Among the lines below, keep only those from the one containing "('sherlock@example.com', 'Sherlock Holmes');" through the one containing "impl ScriptSource for CountingScripts", and reproduce them exactly.

(Collected data entries)
◆ ◆ ◆ ◆

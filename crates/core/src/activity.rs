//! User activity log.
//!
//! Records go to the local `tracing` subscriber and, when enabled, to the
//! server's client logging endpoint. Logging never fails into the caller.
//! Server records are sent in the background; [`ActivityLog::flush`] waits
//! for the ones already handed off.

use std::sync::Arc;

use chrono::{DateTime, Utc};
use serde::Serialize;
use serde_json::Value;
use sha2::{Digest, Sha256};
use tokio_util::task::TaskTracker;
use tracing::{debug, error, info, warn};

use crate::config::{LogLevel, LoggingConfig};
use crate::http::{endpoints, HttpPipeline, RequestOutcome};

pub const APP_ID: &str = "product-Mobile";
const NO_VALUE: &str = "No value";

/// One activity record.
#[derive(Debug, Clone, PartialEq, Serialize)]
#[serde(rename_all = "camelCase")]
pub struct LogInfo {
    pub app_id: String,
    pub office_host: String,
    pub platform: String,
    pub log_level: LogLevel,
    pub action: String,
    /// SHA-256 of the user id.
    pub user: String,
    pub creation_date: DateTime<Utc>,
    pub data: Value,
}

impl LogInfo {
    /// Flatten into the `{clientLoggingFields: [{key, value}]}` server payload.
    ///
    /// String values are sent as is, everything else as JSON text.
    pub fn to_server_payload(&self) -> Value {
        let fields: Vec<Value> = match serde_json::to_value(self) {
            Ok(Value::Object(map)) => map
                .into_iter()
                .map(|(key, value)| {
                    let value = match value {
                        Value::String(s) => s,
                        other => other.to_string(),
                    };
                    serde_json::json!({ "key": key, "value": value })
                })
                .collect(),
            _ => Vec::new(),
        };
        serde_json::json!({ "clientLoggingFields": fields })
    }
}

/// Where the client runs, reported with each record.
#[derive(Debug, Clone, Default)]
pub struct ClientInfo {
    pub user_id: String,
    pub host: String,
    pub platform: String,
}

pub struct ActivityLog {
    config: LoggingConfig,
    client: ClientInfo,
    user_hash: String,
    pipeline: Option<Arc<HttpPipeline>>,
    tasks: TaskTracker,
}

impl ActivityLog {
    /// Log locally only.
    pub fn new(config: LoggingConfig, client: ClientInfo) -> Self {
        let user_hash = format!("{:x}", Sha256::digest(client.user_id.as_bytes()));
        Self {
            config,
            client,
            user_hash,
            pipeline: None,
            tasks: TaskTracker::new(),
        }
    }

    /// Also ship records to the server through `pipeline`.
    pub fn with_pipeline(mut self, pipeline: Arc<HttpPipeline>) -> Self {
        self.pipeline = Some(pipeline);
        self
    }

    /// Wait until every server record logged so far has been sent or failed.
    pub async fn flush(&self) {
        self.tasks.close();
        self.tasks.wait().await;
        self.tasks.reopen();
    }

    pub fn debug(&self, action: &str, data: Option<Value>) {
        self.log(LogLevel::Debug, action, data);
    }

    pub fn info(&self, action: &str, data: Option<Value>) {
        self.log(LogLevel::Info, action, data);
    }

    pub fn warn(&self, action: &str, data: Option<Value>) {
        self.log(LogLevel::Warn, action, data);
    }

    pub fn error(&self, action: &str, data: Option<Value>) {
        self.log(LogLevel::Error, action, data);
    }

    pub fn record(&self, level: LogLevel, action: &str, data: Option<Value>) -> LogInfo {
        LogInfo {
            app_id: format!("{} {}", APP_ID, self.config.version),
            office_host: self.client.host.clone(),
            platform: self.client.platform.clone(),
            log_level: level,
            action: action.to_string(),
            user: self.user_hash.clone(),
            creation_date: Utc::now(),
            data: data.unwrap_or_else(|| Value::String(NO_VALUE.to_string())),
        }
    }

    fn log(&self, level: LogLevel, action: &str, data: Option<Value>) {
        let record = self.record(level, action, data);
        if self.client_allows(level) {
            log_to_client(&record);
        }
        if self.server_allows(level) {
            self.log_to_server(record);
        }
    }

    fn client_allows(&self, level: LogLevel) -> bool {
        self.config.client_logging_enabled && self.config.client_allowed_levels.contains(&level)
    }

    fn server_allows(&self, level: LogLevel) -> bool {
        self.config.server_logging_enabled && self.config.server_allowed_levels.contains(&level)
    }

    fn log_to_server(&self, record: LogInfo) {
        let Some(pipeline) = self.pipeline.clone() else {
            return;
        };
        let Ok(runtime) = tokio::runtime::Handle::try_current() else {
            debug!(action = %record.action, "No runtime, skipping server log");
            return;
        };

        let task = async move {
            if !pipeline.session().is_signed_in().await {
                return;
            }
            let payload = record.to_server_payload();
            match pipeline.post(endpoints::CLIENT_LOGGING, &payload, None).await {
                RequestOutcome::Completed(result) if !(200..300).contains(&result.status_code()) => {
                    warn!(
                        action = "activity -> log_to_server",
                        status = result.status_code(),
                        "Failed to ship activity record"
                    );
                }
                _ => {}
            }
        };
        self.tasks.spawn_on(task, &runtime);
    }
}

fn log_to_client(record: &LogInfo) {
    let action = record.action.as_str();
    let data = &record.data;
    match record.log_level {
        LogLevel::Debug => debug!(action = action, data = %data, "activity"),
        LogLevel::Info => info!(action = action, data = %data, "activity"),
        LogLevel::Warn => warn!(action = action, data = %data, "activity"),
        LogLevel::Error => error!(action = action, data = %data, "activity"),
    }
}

◆ ◆ ◆ ◆

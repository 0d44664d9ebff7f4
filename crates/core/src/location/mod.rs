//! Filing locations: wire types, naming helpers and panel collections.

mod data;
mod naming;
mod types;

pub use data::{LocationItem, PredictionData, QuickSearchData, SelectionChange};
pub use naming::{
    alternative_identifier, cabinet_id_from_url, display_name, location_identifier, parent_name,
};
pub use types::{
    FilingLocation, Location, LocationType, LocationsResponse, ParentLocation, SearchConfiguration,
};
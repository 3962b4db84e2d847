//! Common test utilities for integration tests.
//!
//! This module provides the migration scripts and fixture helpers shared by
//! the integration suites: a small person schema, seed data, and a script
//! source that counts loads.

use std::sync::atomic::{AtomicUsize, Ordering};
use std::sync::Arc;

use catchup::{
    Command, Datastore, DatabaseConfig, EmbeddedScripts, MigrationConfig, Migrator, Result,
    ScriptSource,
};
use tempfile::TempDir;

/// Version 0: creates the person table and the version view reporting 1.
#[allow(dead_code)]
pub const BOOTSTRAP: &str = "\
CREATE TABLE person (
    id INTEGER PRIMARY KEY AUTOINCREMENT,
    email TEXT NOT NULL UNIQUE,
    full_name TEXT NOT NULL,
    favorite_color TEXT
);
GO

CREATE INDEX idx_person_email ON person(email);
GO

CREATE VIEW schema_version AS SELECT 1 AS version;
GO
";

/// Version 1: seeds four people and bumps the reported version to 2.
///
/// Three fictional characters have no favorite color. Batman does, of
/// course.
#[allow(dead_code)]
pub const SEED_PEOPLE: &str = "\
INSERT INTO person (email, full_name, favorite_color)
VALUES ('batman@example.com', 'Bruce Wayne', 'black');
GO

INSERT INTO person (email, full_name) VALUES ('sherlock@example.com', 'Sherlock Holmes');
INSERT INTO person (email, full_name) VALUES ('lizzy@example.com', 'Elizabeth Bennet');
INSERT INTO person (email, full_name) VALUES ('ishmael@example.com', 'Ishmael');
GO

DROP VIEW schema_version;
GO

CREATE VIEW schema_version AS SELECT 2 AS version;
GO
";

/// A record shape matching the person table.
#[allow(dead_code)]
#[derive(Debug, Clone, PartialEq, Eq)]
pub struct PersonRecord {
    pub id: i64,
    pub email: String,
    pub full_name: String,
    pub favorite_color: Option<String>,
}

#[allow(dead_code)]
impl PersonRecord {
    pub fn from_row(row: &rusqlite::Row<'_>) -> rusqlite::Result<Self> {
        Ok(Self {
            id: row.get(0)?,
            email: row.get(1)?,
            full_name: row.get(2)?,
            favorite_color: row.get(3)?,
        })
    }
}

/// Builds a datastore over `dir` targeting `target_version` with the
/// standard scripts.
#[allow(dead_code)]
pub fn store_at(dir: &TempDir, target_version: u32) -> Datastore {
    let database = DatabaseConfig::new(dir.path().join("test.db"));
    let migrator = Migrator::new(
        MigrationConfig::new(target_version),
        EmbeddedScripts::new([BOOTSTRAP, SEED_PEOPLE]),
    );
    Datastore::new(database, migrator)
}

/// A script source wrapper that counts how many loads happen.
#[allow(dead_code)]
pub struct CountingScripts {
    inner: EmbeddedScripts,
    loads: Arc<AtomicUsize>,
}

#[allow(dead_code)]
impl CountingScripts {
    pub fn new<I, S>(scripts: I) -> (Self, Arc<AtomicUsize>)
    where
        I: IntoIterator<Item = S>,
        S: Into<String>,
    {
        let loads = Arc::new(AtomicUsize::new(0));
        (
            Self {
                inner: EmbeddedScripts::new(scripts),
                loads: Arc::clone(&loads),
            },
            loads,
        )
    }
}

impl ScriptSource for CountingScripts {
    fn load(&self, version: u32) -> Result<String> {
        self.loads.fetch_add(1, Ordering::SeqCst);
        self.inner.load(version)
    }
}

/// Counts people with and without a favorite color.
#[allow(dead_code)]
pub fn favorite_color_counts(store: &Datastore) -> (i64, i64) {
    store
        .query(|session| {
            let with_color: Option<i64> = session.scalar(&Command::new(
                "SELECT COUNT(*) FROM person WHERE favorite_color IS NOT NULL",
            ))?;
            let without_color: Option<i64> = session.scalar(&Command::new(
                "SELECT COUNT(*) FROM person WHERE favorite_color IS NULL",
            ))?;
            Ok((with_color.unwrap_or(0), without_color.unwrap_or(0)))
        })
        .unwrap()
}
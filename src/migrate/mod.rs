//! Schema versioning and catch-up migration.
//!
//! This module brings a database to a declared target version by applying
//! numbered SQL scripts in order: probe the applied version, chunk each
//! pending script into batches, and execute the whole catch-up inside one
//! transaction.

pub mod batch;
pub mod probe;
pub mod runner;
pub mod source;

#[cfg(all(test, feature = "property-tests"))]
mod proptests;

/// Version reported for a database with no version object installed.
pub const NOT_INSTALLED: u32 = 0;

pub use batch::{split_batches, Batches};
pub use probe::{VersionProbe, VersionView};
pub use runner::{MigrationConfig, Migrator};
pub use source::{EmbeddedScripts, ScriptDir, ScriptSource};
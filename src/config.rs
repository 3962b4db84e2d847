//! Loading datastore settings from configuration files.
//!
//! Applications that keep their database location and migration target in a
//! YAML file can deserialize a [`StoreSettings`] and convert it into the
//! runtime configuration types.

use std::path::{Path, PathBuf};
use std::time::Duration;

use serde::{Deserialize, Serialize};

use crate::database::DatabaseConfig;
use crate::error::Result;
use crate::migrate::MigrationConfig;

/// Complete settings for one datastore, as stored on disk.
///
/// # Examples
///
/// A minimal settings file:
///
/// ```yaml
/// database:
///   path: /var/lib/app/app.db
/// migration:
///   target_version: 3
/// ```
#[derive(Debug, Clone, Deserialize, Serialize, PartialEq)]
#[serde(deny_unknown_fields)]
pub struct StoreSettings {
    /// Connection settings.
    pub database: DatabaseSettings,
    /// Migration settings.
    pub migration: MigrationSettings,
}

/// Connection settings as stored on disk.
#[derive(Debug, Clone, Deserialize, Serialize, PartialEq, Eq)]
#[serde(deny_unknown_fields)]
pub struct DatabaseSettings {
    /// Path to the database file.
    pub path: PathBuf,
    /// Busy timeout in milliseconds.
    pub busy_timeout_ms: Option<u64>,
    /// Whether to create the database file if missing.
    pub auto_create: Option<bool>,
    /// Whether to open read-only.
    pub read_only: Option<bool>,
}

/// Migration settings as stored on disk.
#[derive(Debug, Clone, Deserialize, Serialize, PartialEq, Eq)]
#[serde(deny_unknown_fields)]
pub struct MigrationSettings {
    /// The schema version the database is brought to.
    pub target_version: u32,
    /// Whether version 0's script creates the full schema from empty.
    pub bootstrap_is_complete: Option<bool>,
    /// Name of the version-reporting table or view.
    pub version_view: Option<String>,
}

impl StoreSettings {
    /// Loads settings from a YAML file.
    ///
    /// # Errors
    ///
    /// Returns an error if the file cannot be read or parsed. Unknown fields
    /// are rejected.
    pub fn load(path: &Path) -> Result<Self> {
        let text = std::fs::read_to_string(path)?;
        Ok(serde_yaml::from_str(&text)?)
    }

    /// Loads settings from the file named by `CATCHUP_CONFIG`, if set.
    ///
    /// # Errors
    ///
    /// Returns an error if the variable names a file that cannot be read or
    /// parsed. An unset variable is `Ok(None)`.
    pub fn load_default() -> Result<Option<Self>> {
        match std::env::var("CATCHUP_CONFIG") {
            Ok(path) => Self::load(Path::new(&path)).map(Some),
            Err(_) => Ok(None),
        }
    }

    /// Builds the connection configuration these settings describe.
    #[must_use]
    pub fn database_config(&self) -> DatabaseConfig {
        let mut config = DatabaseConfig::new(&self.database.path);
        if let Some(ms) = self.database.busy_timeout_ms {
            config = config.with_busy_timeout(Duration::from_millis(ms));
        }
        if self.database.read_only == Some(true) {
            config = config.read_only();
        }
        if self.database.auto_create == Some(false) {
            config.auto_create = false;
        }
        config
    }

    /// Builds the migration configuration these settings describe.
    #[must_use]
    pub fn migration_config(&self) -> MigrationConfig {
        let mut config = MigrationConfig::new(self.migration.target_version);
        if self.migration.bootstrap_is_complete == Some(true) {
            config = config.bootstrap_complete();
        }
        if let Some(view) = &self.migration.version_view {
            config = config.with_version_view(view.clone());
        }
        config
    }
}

◆ ◆ ◆ ◆

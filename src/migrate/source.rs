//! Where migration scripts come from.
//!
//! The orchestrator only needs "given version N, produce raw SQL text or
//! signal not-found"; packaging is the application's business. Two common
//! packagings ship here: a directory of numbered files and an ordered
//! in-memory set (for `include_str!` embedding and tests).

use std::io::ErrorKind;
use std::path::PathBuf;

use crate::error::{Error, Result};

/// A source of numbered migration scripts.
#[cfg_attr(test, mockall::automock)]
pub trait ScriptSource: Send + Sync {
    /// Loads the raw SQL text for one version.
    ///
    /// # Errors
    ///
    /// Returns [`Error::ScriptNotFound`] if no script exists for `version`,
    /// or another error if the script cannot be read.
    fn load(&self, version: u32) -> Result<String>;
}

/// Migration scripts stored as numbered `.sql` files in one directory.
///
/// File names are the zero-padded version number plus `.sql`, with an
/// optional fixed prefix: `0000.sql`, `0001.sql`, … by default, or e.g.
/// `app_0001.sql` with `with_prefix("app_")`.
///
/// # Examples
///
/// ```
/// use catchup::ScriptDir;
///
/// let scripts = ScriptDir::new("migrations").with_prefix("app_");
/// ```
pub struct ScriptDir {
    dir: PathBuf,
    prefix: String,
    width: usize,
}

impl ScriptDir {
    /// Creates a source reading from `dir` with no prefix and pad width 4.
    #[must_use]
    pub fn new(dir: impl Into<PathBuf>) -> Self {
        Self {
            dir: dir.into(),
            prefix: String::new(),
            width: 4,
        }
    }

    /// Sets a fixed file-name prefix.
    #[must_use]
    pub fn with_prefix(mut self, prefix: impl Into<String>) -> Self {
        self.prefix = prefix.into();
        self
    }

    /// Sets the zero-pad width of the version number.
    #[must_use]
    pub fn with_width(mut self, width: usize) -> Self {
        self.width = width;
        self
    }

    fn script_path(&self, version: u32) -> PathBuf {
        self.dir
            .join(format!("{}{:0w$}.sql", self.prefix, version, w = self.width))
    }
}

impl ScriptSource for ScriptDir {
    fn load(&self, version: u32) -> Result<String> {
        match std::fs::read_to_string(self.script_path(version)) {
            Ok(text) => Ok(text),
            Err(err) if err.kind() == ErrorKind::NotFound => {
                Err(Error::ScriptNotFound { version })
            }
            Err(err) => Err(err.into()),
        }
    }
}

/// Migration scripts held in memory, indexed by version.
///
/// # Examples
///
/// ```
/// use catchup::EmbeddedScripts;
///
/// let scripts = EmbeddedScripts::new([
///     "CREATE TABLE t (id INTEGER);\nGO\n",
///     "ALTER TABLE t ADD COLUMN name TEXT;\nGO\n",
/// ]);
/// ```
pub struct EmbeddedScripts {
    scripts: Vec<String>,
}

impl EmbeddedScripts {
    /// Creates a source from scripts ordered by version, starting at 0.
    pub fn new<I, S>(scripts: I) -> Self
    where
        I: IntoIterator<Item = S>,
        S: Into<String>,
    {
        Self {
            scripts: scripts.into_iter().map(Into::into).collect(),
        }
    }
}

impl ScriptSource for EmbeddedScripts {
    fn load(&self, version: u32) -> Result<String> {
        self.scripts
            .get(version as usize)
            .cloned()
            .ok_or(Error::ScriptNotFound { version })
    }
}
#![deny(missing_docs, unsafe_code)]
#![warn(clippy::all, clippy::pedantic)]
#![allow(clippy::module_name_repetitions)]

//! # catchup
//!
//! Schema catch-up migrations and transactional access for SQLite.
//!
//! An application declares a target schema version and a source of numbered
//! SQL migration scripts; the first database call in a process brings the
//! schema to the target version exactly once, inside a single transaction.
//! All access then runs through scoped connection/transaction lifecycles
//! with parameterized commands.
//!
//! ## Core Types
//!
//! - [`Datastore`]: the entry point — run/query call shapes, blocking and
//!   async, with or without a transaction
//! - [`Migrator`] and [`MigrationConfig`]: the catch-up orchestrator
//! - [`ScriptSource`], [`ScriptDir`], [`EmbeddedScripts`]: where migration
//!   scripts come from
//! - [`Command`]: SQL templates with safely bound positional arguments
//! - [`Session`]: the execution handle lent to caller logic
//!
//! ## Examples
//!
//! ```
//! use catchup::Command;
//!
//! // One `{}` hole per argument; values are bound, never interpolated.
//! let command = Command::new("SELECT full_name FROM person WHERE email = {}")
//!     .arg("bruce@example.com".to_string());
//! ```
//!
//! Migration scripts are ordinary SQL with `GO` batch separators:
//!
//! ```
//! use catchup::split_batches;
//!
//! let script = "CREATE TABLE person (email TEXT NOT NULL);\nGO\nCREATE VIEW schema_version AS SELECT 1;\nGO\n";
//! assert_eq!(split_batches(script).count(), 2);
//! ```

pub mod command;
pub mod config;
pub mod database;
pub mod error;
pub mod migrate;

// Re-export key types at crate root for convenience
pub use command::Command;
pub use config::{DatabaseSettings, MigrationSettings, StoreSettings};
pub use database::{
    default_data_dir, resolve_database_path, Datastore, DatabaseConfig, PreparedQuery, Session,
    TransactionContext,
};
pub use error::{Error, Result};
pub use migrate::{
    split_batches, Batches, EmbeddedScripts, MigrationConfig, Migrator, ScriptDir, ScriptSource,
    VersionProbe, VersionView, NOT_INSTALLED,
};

◆ ◆ ◆ ◆

*ANSWER SECTION:*
INSERT INTO person (email, full_name) VALUES ('sherlock@example.com', 'Sherlock Holmes');
INSERT INTO person (email, full_name) VALUES ('lizzy@example.com', 'Elizabeth Bennet');
INSERT INTO person (email, full_name) VALUES ('ishmael@example.com', 'Ishmael');
GO

DROP VIEW schema_version;
GO

CREATE VIEW schema_version AS SELECT 2 AS version;
GO
";

/// A record shape matching the person table.
#[allow(dead_code)]
#[derive(Debug, Clone, PartialEq, Eq)]
pub struct PersonRecord {
    pub id: i64,
    pub email: String,
    pub full_name: String,
    pub favorite_color: Option<String>,
}

#[allow(dead_code)]
impl PersonRecord {
    pub fn from_row(row: &rusqlite::Row<'_>) -> rusqlite::Result<Self> {
        Ok(Self {
            id: row.get(0)?,
            email: row.get(1)?,
            full_name: row.get(2)?,
            favorite_color: row.get(3)?,
        })
    }
}

/// Builds a datastore over `dir` targeting `target_version` with the
/// standard scripts.
#[allow(dead_code)]
pub fn store_at(dir: &TempDir, target_version: u32) -> Datastore {
    let database = DatabaseConfig::new(dir.path().join("test.db"));
    let migrator = Migrator::new(
        MigrationConfig::new(target_version),
        EmbeddedScripts::new([BOOTSTRAP, SEED_PEOPLE]),
    );
    Datastore::new(database, migrator)
}

/// A script source wrapper that counts how many loads happen.
#[allow(dead_code)]
pub struct CountingScripts {
    inner: EmbeddedScripts,
    loads: Arc<AtomicUsize>,
}

#[allow(dead_code)]
impl CountingScripts {
    pub fn new<I, S>(scripts: I) -> (Self, Arc<AtomicUsize>)
    where
        I: IntoIterator<Item = S>,
        S: Into<String>,
    {
        let loads = Arc::new(AtomicUsize::new(0));
        (
            Self {
                inner: EmbeddedScripts::new(scripts),
                loads: Arc::clone(&loads),
            },
            loads,
        )
    }
}

impl ScriptSource for CountingScripts {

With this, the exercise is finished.